The Birth of People's Republic of Antartica, стр. 108

On the morning it cleared, I was prepared to strain my eyes to the south. That was unnecessary. To port, fifty miles distant, loomed the giant mountains of Elephant Island, shrouded at their base by a thick mist that pushed miles to sea. Shafts of sunlight reflected off the glacier that wrapped the center of the island and atop it all a steady thin and black plume of smoke poured from the lip of an active volcano. As a result, the ice and snow were dirty, gray, black in patches. The volcano seemed to have a twin—unless it was a separate crater of the same—up and behind it, smaller but smokier, the two of them like black pyramids in that mist-shrouded range.

Neither of them was Satan’s Seat; rather, that chain of islands before us, the South Shetlands, was a volcanic chain, part of the volatile Scotia Arc that curls from the Antarctica peninsula (Graham Land) northeast through the Palmer archipelago, the South Shetland, South Orkney, and South Sandwich islands, then curls back northwest through South Georgia and the Falklands to the tail of the Andean mountain chain in Tierra del Fuego. It was our discovery that the sealer tales of Satan’s Seat (it did exist) had overlooked a whole chain of eruptions. The South Shetlands’ volcanoes were awakened anew. Every one of the major mountains and some of their satellites seemed in various stages of eruption; tremors, seaquakes, steam venting, banks of ash and sulfurous poisons, lava bubbling up through fissures in the craters. It was not a cataclysm of fire on ice, instead a slow rupture of the earth, shaking, pounding, crumbling. I cannot now say how complete the rupture was, whether what appeared a general salvo was in fact only two or three volcanoes pouring steam and ash through seams in the mountains, like burrowing by a fantastic being. More, I have no science to report why it had happened, how long it had been happening. I can only report what I saw then and over the next twenty years.

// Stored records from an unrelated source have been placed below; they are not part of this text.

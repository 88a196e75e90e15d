//! Multi-turn "near the CBD" searches
//!
//! A request mentioning the CBD (or proximity to a city) is resolved to a
//! central business district. When the city or district is unclear the user
//! is asked, and the conversation state remembers the pending query until
//! the follow-up arrives.

use std::sync::Arc;

use async_trait::async_trait;
use serde_json::json;

use super::{Capability, CapabilityContext};
use crate::application::errors::ChatError;
use crate::application::search::contains_any;
use crate::application::search::query_parser::{matching_terms, title_case, CBD_CITIES};
use crate::application::services::ListingService;
use crate::domain::entities::{CbdLocation, CbdSuggestion, ListingFilter, Message, MessageType, Response};

const CBD_KEYWORDS: &[&str] = &[
    "cbd", "central business district", "downtown", "city center", "city centre", "town center",
    "near cbd", "close to cbd", "cbd area", "central area", "downtown area",
];

const PROXIMITY_KEYWORDS: &[&str] = &[
    "near", "close to", "around", "in the area of", "nearby", "vicinity", "surrounding",
    "proximity", "radius", "distance",
];

const ASK_CITY: &str = "I'd be happy to help you find properties near the CBD! Which city are you looking in? \
(e.g., Harare, Bulawayo, Mutare, etc.)";

const UNKNOWN_CITY: &str = "I'm sorry, I didn't recognize that city. Please try again with a Zimbabwean city \
like Harare, Bulawayo, Mutare, etc.";

pub struct LocationClarificationCapability {
    listings: Arc<ListingService>,
}

impl LocationClarificationCapability {
    pub fn new(listings: Arc<ListingService>) -> Self {
        Self { listings }
    }

    async fn initial(&self, query: &str, ctx: &mut CapabilityContext) -> Result<Response, ChatError> {
        let lowered = query.to_lowercase();
        let Some(city) = matching_terms(&lowered, CBD_CITIES).into_iter().next() else {
            ctx.state.waiting_for_location = true;
            ctx.state.pending_search_query = query.to_string();
            return Ok(Response::conversational(ASK_CITY).with_metadata("waiting_for_location", true));
        };

        let mut cbds = self.listings.store().cbds_in_city(&city).await?;
        match cbds.len() {
            0 => {
                ctx.state.reset();
                self.search_city(&city).await
            }
            1 => {
                let cbd = cbds.remove(0);
                ctx.state.reset();
                self.search_near(&cbd).await
            }
            _ => {
                ctx.state.waiting_for_cbd_clarification = true;
                ctx.state.pending_search_query = query.to_string();
                ctx.state.suggested_cbds = cbds
                    .iter()
                    .map(|c| CbdSuggestion { id: c.id, name: c.name.clone(), city: c.city.clone() })
                    .collect();

                let content = format!(
                    "I found multiple CBD areas in {}. Which one are you interested in?\n\n{}",
                    title_case(&city),
                    bullet_list(&ctx.state.suggested_cbds)
                );
                Ok(Response::conversational(content)
                    .with_metadata("waiting_for_cbd_clarification", true)
                    .with_metadata("suggested_cbds", json!(ctx.state.suggested_cbds)))
            }
        }
    }

    async fn resolve_city(&self, reply: &str, ctx: &mut CapabilityContext) -> Result<Response, ChatError> {
        let lowered = reply.to_lowercase();
        let Some(city) = matching_terms(&lowered, CBD_CITIES).into_iter().next() else {
            ctx.state.reset();
            return Ok(Response::conversational(UNKNOWN_CITY));
        };

        ctx.state.waiting_for_location = false;
        let pending = std::mem::take(&mut ctx.state.pending_search_query);
        if pending.trim().is_empty() {
            return Ok(Response::conversational(format!(
                "Great! Now I can help you find properties near the CBD in {}. What type of property are you looking for?",
                title_case(&city)
            )));
        }

        self.initial(&format!("{} in {}", pending, city), ctx).await
    }

    async fn resolve_cbd(&self, reply: &str, ctx: &mut CapabilityContext) -> Result<Response, ChatError> {
        let lowered = reply.to_lowercase();
        let suggestions = &ctx.state.suggested_cbds;

        let chosen = suggestions
            .iter()
            .find(|s| lowered.contains(&s.name.to_lowercase()))
            .or_else(|| {
                suggestions.iter().find(|s| {
                    let name = s.name.to_lowercase();
                    lowered
                        .split(|c: char| !c.is_alphanumeric())
                        .filter(|w| w.len() > 2 && *w != "cbd")
                        .any(|w| name.split_whitespace().any(|n| n == w))
                })
            })
            .map(|s| s.id);

        let cbd = match chosen {
            Some(id) => self.listings.store().get_cbd(id).await?,
            None => None,
        };

        match cbd {
            Some(cbd) => {
                ctx.state.selected_cbd = Some(cbd.id);
                let response = self.search_near(&cbd).await;
                ctx.state.reset();
                response
            }
            None => Ok(Response::conversational(format!(
                "I didn't understand your selection. Please choose from the following CBD areas:\n\n{}",
                bullet_list(&ctx.state.suggested_cbds)
            ))),
        }
    }

    async fn search_near(&self, cbd: &CbdLocation) -> Result<Response, ChatError> {
        let radius = self.listings.settings().cbd_radius_km;
        let properties = self.listings.nearby(cbd.latitude, cbd.longitude).await?;
        let location = format!("{}, {}", cbd.name, cbd.city);

        tracing::info!(cbd = %cbd.name, found = properties.len(), "CBD proximity search");

        let content = if properties.is_empty() {
            format!(
                "I couldn't find any properties within {}km of {} in {}. Would you like me to search in a wider area or try a different location?",
                radius, cbd.name, cbd.city
            )
        } else {
            format!(
                "I found {} properties within {}km of {} in {}. Here are the closest ones:",
                properties.len(),
                radius,
                cbd.name,
                cbd.city
            )
        };

        Ok(Response::new(content, MessageType::PropertySearch)
            .with_properties(properties)
            .with_metadata("search_location", location)
            .with_metadata("search_radius_km", radius)
            .with_metadata("cbd_coordinates", json!({"lat": cbd.latitude, "lng": cbd.longitude})))
    }

    async fn search_city(&self, city: &str) -> Result<Response, ChatError> {
        let mut filter = ListingFilter::new(self.listings.settings().nearby_limit);
        filter.cities.push(city.to_string());

        let found = self.listings.store().search(&filter).await?;
        let properties = self.listings.summaries(&found).await?;
        let city = title_case(city);

        let content = if properties.is_empty() {
            format!("I couldn't find any properties in {}. Would you like me to search in nearby areas?", city)
        } else {
            format!("I found {} properties in {}. Here are the most recent listings:", properties.len(), city)
        };

        Ok(Response::new(content, MessageType::PropertySearch)
            .with_properties(properties)
            .with_metadata("search_location", city)
            .with_metadata("note", "No CBD data available, showing city-wide results"))
    }
}

fn bullet_list(suggestions: &[CbdSuggestion]) -> String {
    suggestions
        .iter()
        .map(|s| format!("• {}", s.name))
        .collect::<Vec<_>>()
        .join("\n")
}

#[async_trait]
impl Capability for LocationClarificationCapability {
    fn name(&self) -> &str {
        "LocationClarification"
    }

    fn description(&self) -> &str {
        "Resolves CBD and proximity searches, asking for the city or district when unclear"
    }

    fn priority(&self) -> i32 {
        20
    }

    fn can_handle(&self, message: &Message, ctx: &CapabilityContext) -> bool {
        if ctx.state.is_awaiting_reply() {
            return true;
        }

        let text = message.normalized();
        contains_any(&text, CBD_KEYWORDS)
            || (contains_any(&text, PROXIMITY_KEYWORDS) && contains_any(&text, CBD_CITIES))
    }

    async fn process(&self, message: &Message, ctx: &mut CapabilityContext) -> Result<Response, ChatError> {
        if ctx.state.waiting_for_cbd_clarification {
            self.resolve_cbd(&message.content, ctx).await
        } else if ctx.state.waiting_for_location {
            self.resolve_city(&message.content, ctx).await
        } else {
            self.initial(&message.content, ctx).await
        }
    }
}

#[cfg(test)]
mod tests {
    use super::*;
    use crate::application::services::SearchSettings;
    use crate::domain::entities::{ChatSession, ConversationState, Property};
    use crate::infrastructure::database::{Database, SeedReport};
    use crate::infrastructure::nlsql::DisabledQueryEngine;

    fn capability() -> (LocationClarificationCapability, Arc<Database>) {
        let db = Database::in_memory().unwrap();
        db.seed_cbds(&mut SeedReport::default()).unwrap();
        db.add_property(
            &Property::new("Town flat", "Bulawayo Central", "Bulawayo").with_location(-20.155, 28.585).with_price(350.0),
            &[],
        )
        .unwrap();
        let db = Arc::new(db);
        let service = ListingService::new(db.clone(), Arc::new(DisabledQueryEngine::new("tests")), SearchSettings::default());
        (LocationClarificationCapability::new(Arc::new(service)), db)
    }

    fn ctx() -> CapabilityContext {
        CapabilityContext::new(ChatSession::new("s1", None), ConversationState::new("s1"))
    }

    #[test]
    fn test_triggers() {
        let (cap, _) = capability();
        let mut ctx = ctx();
        assert!(cap.can_handle(&Message::new("flats near the CBD"), &ctx));
        assert!(cap.can_handle(&Message::new("houses close to Bulawayo"), &ctx));
        assert!(!cap.can_handle(&Message::new("houses in Bulawayo"), &ctx));
        assert!(!cap.can_handle(&Message::new("near the river"), &ctx));

        ctx.state.waiting_for_location = true;
        assert!(cap.can_handle(&Message::new("Bulawayo"), &ctx));
    }

    #[tokio::test]
    async fn test_asks_for_city_then_resolves() {
        let (cap, _) = capability();
        let mut ctx = ctx();

        let reply = cap.process(&Message::new("apartments near the cbd"), &mut ctx).await.unwrap();
        assert_eq!(reply.content, ASK_CITY);
        assert!(ctx.state.waiting_for_location);
        assert_eq!(ctx.state.pending_search_query, "apartments near the cbd");

        let reply = cap.process(&Message::new("Bulawayo"), &mut ctx).await.unwrap();
        assert_eq!(reply.message_type, MessageType::PropertySearch);
        assert!(reply.content.starts_with("I found 1 properties within 10km of"));
        assert_eq!(reply.properties()[0]["title"], "Town flat");
        assert!(reply.properties()[0]["distance_from_cbd"].is_number());
        assert_eq!(ctx.state, ConversationState::new("s1"));
    }

    #[tokio::test]
    async fn test_unknown_city_resets_state() {
        let (cap, _) = capability();
        let mut ctx = ctx();
        ctx.state.waiting_for_location = true;
        ctx.state.pending_search_query = "houses near cbd".to_string();

        let reply = cap.process(&Message::new("Atlantis"), &mut ctx).await.unwrap();
        assert_eq!(reply.content, UNKNOWN_CITY);
        assert!(!ctx.state.is_awaiting_reply());
    }

    #[tokio::test]
    async fn test_multiple_cbds_then_selection() {
        let (cap, db) = capability();
        db.upsert_cbd(&CbdLocation {
            id: 0,
            name: "Bulawayo Industrial".to_string(),
            city: "Bulawayo".to_string(),
            latitude: -20.17,
            longitude: 28.57,
            description: String::new(),
            is_active: true,
        })
        .unwrap();
        let mut ctx = ctx();

        let reply = cap.process(&Message::new("houses near the cbd in bulawayo"), &mut ctx).await.unwrap();
        assert!(reply.content.starts_with("I found multiple CBD areas in Bulawayo."));
        assert!(ctx.state.waiting_for_cbd_clarification);
        assert_eq!(ctx.state.suggested_cbds.len(), 2);

        let reply = cap.process(&Message::new("the first one please"), &mut ctx).await.unwrap();
        assert!(reply.content.starts_with("I didn't understand your selection."));
        assert!(ctx.state.waiting_for_cbd_clarification);

        let reply = cap.process(&Message::new("industrial"), &mut ctx).await.unwrap();
        assert_eq!(reply.message_type, MessageType::PropertySearch);
        assert!(reply.content.contains("Bulawayo Industrial"));
        assert!(!ctx.state.is_awaiting_reply());
    }
}
//! Natural-language to SQL delegation

pub mod engine;
pub mod intent;
pub mod rewrite;

use async_trait::async_trait;

use crate::application::errors::ChatError;
use crate::domain::entities::{NlQueryResult, SearchFilters};
use crate::domain::traits::QueryEngine;

pub use engine::{SqlQueryEngine, SUMMARY_FALLBACK};

/// Stand-in used when no LLM API key is configured
pub struct DisabledQueryEngine {
    reason: String,
}

impl DisabledQueryEngine {
    pub fn new(reason: impl Into<String>) -> Self {
        Self { reason: reason.into() }
    }
}

#[async_trait]
impl QueryEngine for DisabledQueryEngine {
    async fn query(&self, _question: &str) -> Result<NlQueryResult, ChatError> {
        Err(ChatError::Query(format!("query engine unavailable: {}", self.reason)))
    }

    async fn extract_filters(&self, _question: &str) -> Result<SearchFilters, ChatError> {
        Err(ChatError::Query(format!("query engine unavailable: {}", self.reason)))
    }
}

That first day under that thunderous gloom—the stench of sulfur, the lash of ashen waves—was filled with surprises. The major revelation was not the volcanoes, instead that the sea was pocked with ships arriving from the northeast, northwest. I took careful stock, helped by the fact that visibility in the Antarctic can alter suddenly from nothing to stunning clarity—what is one hundred miles can appear at hand. In between the banks of ash and steam, I watched the small flotillas of the wretched being intercepted by small white cutters. One such white cutter made for us. It signaled in international code. It wanted us to heave to for boarding. It did not threaten warfare. I put my glass on its side, did not hesitate; I ordered Germanicus to signal Malody, to bring us about to the west. The white cutter pursued but eventually veered off for a single frigate with a broken mainmast. We put to sea for the cover of a fogbank. The next day, we eluded another white cutter by heading into the steam canopy that ringed King George, the largest and most foreboding island in the South Shetlands. I ordered Germanicus to keep on slow for the sixtieth meridian.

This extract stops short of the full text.